Suppose $V$ and $W$ are vector spaces and $\bigwedge V$ and $\bigwedge W$ their exterior algebras. Then it is known that $\bigwedge (V \oplus W) \simeq \bigwedge V \otimes \bigwedge W$. Now my question is:
Is $\bigwedge V \otimes \bigwedge V \simeq \bigwedge V$ true?
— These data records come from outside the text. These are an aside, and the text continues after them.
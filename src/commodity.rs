//! Seaborne trade volumes by commodity.
use crate::scale::{Bar, bar_chart};
use crate::units::Percent;

/// Annual seaborne trade in a commodity
#[derive(Debug, Clone, PartialEq)]
pub struct CommodityVolume {
    /// Commodity name, e.g. `"Iron Ore"`
    pub name: String,
    /// Annual volume in `unit`
    pub volume: f64,
    /// The unit of `volume`, e.g. `"M tonnes"`
    pub unit: String,
    /// Vessel classes carrying the commodity
    pub vessel_type: String,
    /// Largest exporters
    pub top_exporters: Vec<String>,
    /// Largest importers
    pub top_importers: Vec<String>,
    /// Annual growth in volume
    pub growth: Percent,
}

/// Rank commodities by volume, largest first.
///
/// The sort is stable, so commodities with equal volumes keep their input order.
pub fn rank_by_volume(commodities: &[CommodityVolume]) -> Vec<&CommodityVolume> {
    let mut ranked: Vec<_> = commodities.iter().collect();
    ranked.sort_by(|a, b| b.volume.total_cmp(&a.volume));
    ranked
}

/// The `n` largest commodities by volume
pub fn top_by_volume(commodities: &[CommodityVolume], n: usize) -> Vec<&CommodityVolume> {
    let mut ranked = rank_by_volume(commodities);
    ranked.truncate(n);
    ranked
}

/// Bars for a chart of commodity volumes, scaled relative to the largest
pub fn volume_bars<'a>(commodities: &[&'a CommodityVolume]) -> Vec<Bar<&'a str>> {
    bar_chart(
        commodities
            .iter()
            .map(|commodity| (commodity.name.as_str(), commodity.volume)),
    )
}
The reason why I think that: The elements of $\bigwedge (V \oplus W)$ are linear combinations of wedges like $v_1 \wedge \ldots \wedge v_n \wedge w_1 \wedge \ldots \wedge w_m$ but on $\bigwedge (V \oplus V)$ the wedges $v_1 \wedge \ldots \wedge v_n \wedge v'_1 \wedge \ldots \wedge v'_{n'}$ can be reduced (using $v_i \wedge v_i =0 $) to something like $v''_1 \wedge \ldots \wedge v''_{n''} \in \bigwedge V$
No, that is not true.
We can see this using two pieces of information:
If $V$ is of finite dimension $n$, then $\Lambda V$ has dimension $2^n$.
On the other hand, if $U$ and $W$ are vector spaces of finite dimension, we have $\dim U\otimes W=\dim U\cdot\dim W$.
If your isomorphism existed, we would then have that $2^n2^n=2^n$, which we don't for most values of $n$.